Given information –
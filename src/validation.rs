// Copyright (c) 2025, The Ruskit Authors
// MIT License
// All rights reserved.

//! # Validation Rules
//!
//! Pure rule functions and the structured report they feed. Each config type
//! runs its own rules and returns a [`ValidationErrors`] keyed by field name;
//! reports from nested entities are recorded under the key of the owning entry.

use std::{collections::BTreeMap, fmt, net::IpAddr};
use thiserror::Error;

pub(crate) const MSG_REQUIRED: &str = "cannot be blank";
pub(crate) const MSG_HOST: &str = "must be a valid IP address or DNS name";
pub(crate) const MSG_PORT: &str = "must be a valid port number";
pub(crate) const MSG_IN: &str = "must be a valid value";

const DNS_NAME_MAX_LEN: usize = 255;
const DNS_LABEL_MAX_LEN: usize = 63;

/// A single failed field: either a rule message or the report of a nested entity.
#[derive(Debug, Clone, PartialEq, Eq)]
pub enum FieldError {
    Invalid(String),
    Nested(ValidationErrors),
}

impl fmt::Display for FieldError {
    fn fmt(&self, f: &mut fmt::Formatter<'_>) -> fmt::Result {
        match self {
            FieldError::Invalid(msg) => f.write_str(msg),
            FieldError::Nested(errs) => write!(f, "({})", render(&errs.fields)),
        }
    }
}

/// Structured validation report, keyed by field or entry name.
#[derive(Error, Debug, Clone, Default, PartialEq, Eq)]
#[error("{}", render(.fields))]
pub struct ValidationErrors {
    fields: BTreeMap<String, FieldError>,
}

impl ValidationErrors {
    pub fn new() -> Self {
        Self::default()
    }

    /// Records `msg` under `key` when a rule produced one.
    pub fn check(&mut self, key: &str, msg: Option<String>) {
        if let Some(msg) = msg {
            self.fields.insert(key.to_owned(), FieldError::Invalid(msg));
        }
    }

    /// Records a nested report under `key` when the nested entity failed.
    pub fn nest(&mut self, key: &str, res: Result<(), ValidationErrors>) {
        if let Err(errs) = res {
            self.fields.insert(key.to_owned(), FieldError::Nested(errs));
        }
    }

    pub fn contains_key(&self, key: &str) -> bool {
        self.fields.contains_key(key)
    }

    pub fn get(&self, key: &str) -> Option<&FieldError> {
        self.fields.get(key)
    }

    pub fn keys(&self) -> impl Iterator<Item = &str> {
        self.fields.keys().map(String::as_str)
    }

    pub fn is_empty(&self) -> bool {
        self.fields.is_empty()
    }

    pub fn len(&self) -> usize {
        self.fields.len()
    }

    pub fn into_result(self) -> Result<(), ValidationErrors> {
        if self.is_empty() {
            return Ok(());
        }
        Err(self)
    }
}

fn render(fields: &BTreeMap<String, FieldError>) -> String {
    let mut out = fields
        .iter()
        .map(|(key, err)| format!("{}: {}", key, err))
        .collect::<Vec<_>>()
        .join("; ");
    if !out.is_empty() {
        out.push('.');
    }
    out
}

/// Rejects the empty string only; whitespace counts as a value.
pub fn required(value: &str) -> Option<String> {
    if value.is_empty() {
        return Some(MSG_REQUIRED.to_owned());
    }
    None
}

/// Accepts an IP address or a DNS name. Empty values are left to [`required`].
pub fn is_host(value: &str) -> Option<String> {
    if value.is_empty() || value.parse::<IpAddr>().is_ok() || is_dns_name(value) {
        return None;
    }
    Some(MSG_HOST.to_owned())
}

/// Accepts a decimal integer in `1..=65535`. Empty values are left to [`required`].
pub fn is_port(value: &str) -> Option<String> {
    if value.is_empty() {
        return None;
    }
    match value.parse::<u32>() {
        Ok(port) if (1..=65535).contains(&port) => None,
        _ => Some(MSG_PORT.to_owned()),
    }
}

pub fn one_of(value: &str, allowed: &[&str]) -> Option<String> {
    if allowed.contains(&value) {
        return None;
    }
    Some(MSG_IN.to_owned())
}

fn is_dns_name(value: &str) -> bool {
    if value.replace('.', "").len() > DNS_NAME_MAX_LEN {
        return false;
    }

    let trimmed = value
        .strip_suffix('.')
        .or_else(|| value.strip_suffix('_'))
        .unwrap_or(value);
    if trimmed.is_empty() {
        return false;
    }

    trimmed.split('.').all(|label| {
        let mut chars = label.chars();
        match chars.next() {
            Some(first) if first.is_ascii_alphanumeric() || first == '_' => {}
            _ => return false,
        }
        label.len() <= DNS_LABEL_MAX_LEN
            && chars.all(|c| c.is_ascii_alphanumeric() || c == '_' || c == '-')
    })
}

#[cfg(test)]
mod tests {
    use super::*;

    #[test]
    fn host_rule() {
        assert_eq!(is_host("localhost"), None);
        assert_eq!(is_host("rabbitmq.internal.example.com"), None);
        assert_eq!(is_host("127.0.0.1"), None);
        assert_eq!(is_host("::1"), None);
        assert_eq!(is_host("broker."), None);

        assert_eq!(is_host("test@gmail.com"), Some(MSG_HOST.to_owned()));
        assert_eq!(is_host("@@1234"), Some(MSG_HOST.to_owned()));
        assert_eq!(is_host("-broker"), Some(MSG_HOST.to_owned()));
        assert_eq!(is_host("a..b"), Some(MSG_HOST.to_owned()));
        assert_eq!(is_host(&"a".repeat(64)), Some(MSG_HOST.to_owned()));
    }

    #[test]
    fn port_rule() {
        assert_eq!(is_port("5672"), None);
        assert_eq!(is_port("65535"), None);

        assert_eq!(is_port("0"), Some(MSG_PORT.to_owned()));
        assert_eq!(is_port("65536"), Some(MSG_PORT.to_owned()));
        assert_eq!(is_port("999999999"), Some(MSG_PORT.to_owned()));
        assert_eq!(is_port("test"), Some(MSG_PORT.to_owned()));
        assert_eq!(is_port("-1"), Some(MSG_PORT.to_owned()));
    }

    #[test]
    fn required_rule() {
        assert_eq!(required("guest"), None);
        assert_eq!(required(""), Some(MSG_REQUIRED.to_owned()));
        assert_eq!(required("   "), None);
    }

    #[test]
    fn report_renders_nested_entries() {
        let mut inner = ValidationErrors::new();
        inner.check("type", one_of("invalid", &["direct"]));

        let mut errs = ValidationErrors::new();
        errs.check("Username", required(""));
        errs.nest("orders", inner.into_result());

        assert_eq!(errs.len(), 2);
        assert_eq!(
            errs.to_string(),
            "Username: cannot be blank; orders: (type: must be a valid value.)."
        );
    }

    #[test]
    fn empty_report_is_ok() {
        let mut errs = ValidationErrors::new();
        errs.check("Host", is_host("localhost"));
        errs.nest("orders", Ok(()));
        assert!(errs.into_result().is_ok());
    }
}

What to work on –
Return each line among the entries that holds the word "ValidationErrors".

Exercise response –
//! runs its own rules and returns a [`ValidationErrors`] keyed by field name;
    Nested(ValidationErrors),
pub struct ValidationErrors {
impl ValidationErrors {
    pub fn nest(&mut self, key: &str, res: Result<(), ValidationErrors>) {
    pub fn into_result(self) -> Result<(), ValidationErrors> {
        let mut inner = ValidationErrors::new();
        let mut errs = ValidationErrors::new();
        let mut errs = ValidationErrors::new();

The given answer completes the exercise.